**DESCRIPTION OF THE TASK**
Take from the data every line in which the word "segments" is found.

**GIVEN DATA**

:::

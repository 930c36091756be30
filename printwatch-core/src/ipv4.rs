//! Dotted-quad IPv4 syntax checks.

/// Four dot-separated decimal segments of 1 to 3 digits, each 0..=255.
/// Surrounding whitespace is tolerated, nothing else is.
pub fn is_valid_ipv4(candidate: &str) -> bool {
    let segments: Vec<&str> = candidate.trim().split('.').collect();
    if segments.len() != 4 {
        return false;
    }
    segments.iter().all(|seg| {
        !seg.is_empty()
            && seg.len() <= 3
            && seg.bytes().all(|b| b.is_ascii_digit())
            && seg.parse::<u16>().map(|v| v <= 255).unwrap_or(false)
    })
}

/// Numeric octets of a four-segment address, for ordering.
///
/// Unlike [`is_valid_ipv4`] the values are not range checked: `300.1.1.1`
/// still sorts numerically.
pub fn octets(ip: &str) -> Option<[u32; 4]> {
    let mut out = [0u32; 4];
    let mut parts = ip.trim().split('.');
    for slot in out.iter_mut() {
        let part = parts.next()?;
        if part.is_empty() || !part.bytes().all(|b| b.is_ascii_digit()) {
            return None;
        }
        *slot = part.parse().ok()?;
    }
    if parts.next().is_some() {
        return None;
    }
    Some(out)
}
/*!
# PrintWatch DevKit - Stubs et utilitaires pour les tests

Bibliothèque facilitant les tests du gate et du board sans réseau réel:
- Probe simulée (répondeurs configurables, latence, hosts qui pendent)
- Gate de login simulé servant un rôle fixe
- Harness avec répertoire temporaire et serveur HTTP local
*/

pub mod gate_stub;
pub mod probe_stub;
pub mod test_utils;

pub use gate_stub::StubGate;
pub use probe_stub::StubProbe;
pub use test_utils::TestHarness;
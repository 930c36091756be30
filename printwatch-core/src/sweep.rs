//! One check cycle over the configured printers.
//!
//! Two execution modes: strictly sequential, or a bounded fan-out where a
//! semaphore caps the number of pings in flight. Every check of a cycle is
//! awaited before the cycle returns; a straggler only ever costs its own
//! deadline.

use crate::clock;
use crate::models::HostCheck;
use crate::probe::Probe;
use futures::future::join_all;
use std::time::{Duration, Instant};
use tokio::sync::Semaphore;
use tracing::{debug, info};

#[derive(Debug, Clone, Copy, PartialEq, Eq)]
pub enum CheckMode {
    Sequential,
    Bounded(usize),
}

impl CheckMode {
    pub fn from_concurrency(limit: usize) -> Self {
        if limit <= 1 {
            Self::Sequential
        } else {
            Self::Bounded(limit)
        }
    }
}

/// Checks every address in `ips`; results come back in input order.
pub async fn sweep(probe: &dyn Probe, ips: &[String], timeout: Duration, mode: CheckMode) -> Vec<HostCheck> {
    if ips.is_empty() {
        return Vec::new();
    }

    let started = Instant::now();
    let results = match mode {
        CheckMode::Sequential => {
            let mut out = Vec::with_capacity(ips.len());
            for ip in ips {
                out.push(check_one(probe, ip, timeout).await);
            }
            out
        }
        CheckMode::Bounded(limit) => {
            let admission = Semaphore::new(limit.max(1));
            let checks = ips.iter().map(|ip| {
                let admission = &admission;
                async move {
                    // the semaphore is never closed
                    let _permit = admission.acquire().await.ok();
                    check_one(probe, ip, timeout).await
                }
            });
            join_all(checks).await
        }
    };

    let up = results.iter().filter(|r| r.reachable).count();
    info!(
        "checked {} printers in {:?} ({} up, {} down, {:?})",
        results.len(),
        started.elapsed(),
        up,
        results.len() - up,
        mode
    );
    results
}

async fn check_one(probe: &dyn Probe, ip: &str, timeout: Duration) -> HostCheck {
    let reachable = probe.check(ip, timeout).await;
    debug!("{} is {}", ip, if reachable { "up" } else { "down" });
    HostCheck {
        ip: ip.to_string(),
        reachable,
        timestamp: clock::display_stamp(),
    }
}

:::

**EXERCISE SOLUTION**
/// Four dot-separated decimal segments of 1 to 3 digits, each 0..=255.
    let segments: Vec<&str> = candidate.trim().split('.').collect();
    if segments.len() != 4 {
    segments.iter().all(|seg| {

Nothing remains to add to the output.